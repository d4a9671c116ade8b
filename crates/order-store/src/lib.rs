//! Order repository implementations.
//!
//! - [`InMemoryOrderRepository`] keeps orders in process memory (tests, local runs)
//! - [`PostgresOrderRepository`] stores orders in a PostgreSQL `orders` table

pub mod memory;
pub mod postgres;

pub use domain::{OrderRepository, RepositoryError};
pub use memory::InMemoryOrderRepository;
pub use postgres::PostgresOrderRepository;
//! Order commands and the fully-initialized creation payload.

use common::OrderId;

use super::{OrderState, OrderStatus, Service, ServiceInput};

/// Command to create a new order.
#[derive(Debug, Clone, PartialEq)]
pub struct CreateOrder {
    /// Laboratory performing the services.
    pub lab: String,

    /// Patient the samples belong to.
    pub patient: String,

    /// Customer paying for the order.
    pub customer: String,

    /// Requested services, in display order.
    pub services: Vec<ServiceInput>,
}

impl CreateOrder {
    /// Creates a new CreateOrder command.
    pub fn new(
        lab: impl Into<String>,
        patient: impl Into<String>,
        customer: impl Into<String>,
        services: Vec<ServiceInput>,
    ) -> Self {
        Self {
            lab: lab.into(),
            patient: patient.into(),
            customer: customer.into(),
            services,
        }
    }
}

/// Command to append a service to an existing order.
#[derive(Debug, Clone, PartialEq)]
pub struct AddService {
    /// The order to add the service to.
    pub order_id: OrderId,

    /// The service to append.
    pub service: ServiceInput,
}

impl AddService {
    /// Creates a new AddService command.
    pub fn new(order_id: OrderId, service: ServiceInput) -> Self {
        Self { order_id, service }
    }
}

/// A validated order that has not been stored yet.
///
/// Every field is set explicitly: the workflow starts at `Created`, the order
/// is `Active`, and each service carries a concrete status. Repositories turn
/// this into an [`Order`](super::Order) by assigning identity and timestamps.
#[derive(Debug, Clone, PartialEq)]
pub struct NewOrder {
    pub lab: String,
    pub patient: String,
    pub customer: String,
    pub state: OrderState,
    pub status: OrderStatus,
    pub services: Vec<Service>,
}

impl NewOrder {
    /// Builds the creation payload from a command, filling in every default.
    ///
    /// Callers are expected to have validated the command first.
    pub fn from_command(cmd: CreateOrder) -> Self {
        Self {
            lab: cmd.lab,
            patient: cmd.patient,
            customer: cmd.customer,
            state: OrderState::Created,
            status: OrderStatus::Active,
            services: cmd.services.into_iter().map(Service::from_input).collect(),
        }
    }
}
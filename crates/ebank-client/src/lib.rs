//! Client for the E-Bank REST backend
//!
//! The backend owns customers, accounts and the ledger. This crate only
//! knows its HTTP contract: the wire types in [`types`] and one method per
//! endpoint on [`BankingBackend`].

use async_trait::async_trait;
use std::sync::Arc;

pub mod error;
pub mod rest;
pub mod types;

pub use error::ClientError;
pub use rest::RestBackend;

// Re-export commonly used types
pub use types::{
    Account, AccountHistory, CreditRequest, Customer, DebitRequest, NewCustomer, Operation,
    OperationType, Timestamp, TransferRequest,
};

/// Result type with ClientError
pub type ClientResult<T> = Result<T, ClientError>;

// ==================== Backend Trait ====================

/// Backend reference type
pub type BackendRef = Arc<dyn BankingBackend>;

/// The banking backend's REST contract
#[async_trait]
pub trait BankingBackend: Send + Sync {
    /// `GET /accounts`
    async fn list_accounts(&self) -> ClientResult<Vec<Account>>;

    /// `GET /accounts/{id}`
    async fn get_account(&self, account_id: &str) -> ClientResult<Account>;

    /// `GET /accounts/{id}/operations`
    async fn account_operations(&self, account_id: &str) -> ClientResult<Vec<Operation>>;

    /// `GET /accounts/{id}/pageOperations?page&size`
    async fn account_history(&self, account_id: &str, page: u32, size: u32) -> ClientResult<AccountHistory>;

    /// `POST /accounts/credit`
    async fn credit(&self, request: &CreditRequest) -> ClientResult<()>;

    /// `POST /accounts/debit`
    async fn debit(&self, request: &DebitRequest) -> ClientResult<()>;

    /// `POST /accounts/transfer`
    async fn transfer(&self, request: &TransferRequest) -> ClientResult<()>;

    /// `GET /customers`
    async fn list_customers(&self) -> ClientResult<Vec<Customer>>;

    /// `POST /customers`; the created customer when the backend echoes it back
    async fn create_customer(&self, customer: &NewCustomer) -> ClientResult<Option<Customer>>;

    /// `DELETE /customers/{id}`
    async fn delete_customer(&self, customer_id: i64) -> ClientResult<()>;

    /// `GET /customers/search?Keyword=`
    async fn search_customers(&self, keyword: &str) -> ClientResult<Vec<Customer>>;
}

Exercise:
Every line of the material that includes the word "memory" needs to be copied.

Written response:
//! - [`InMemoryOrderRepository`] keeps orders in process memory (tests, local runs)
pub mod memory;
pub use memory::InMemoryOrderRepository;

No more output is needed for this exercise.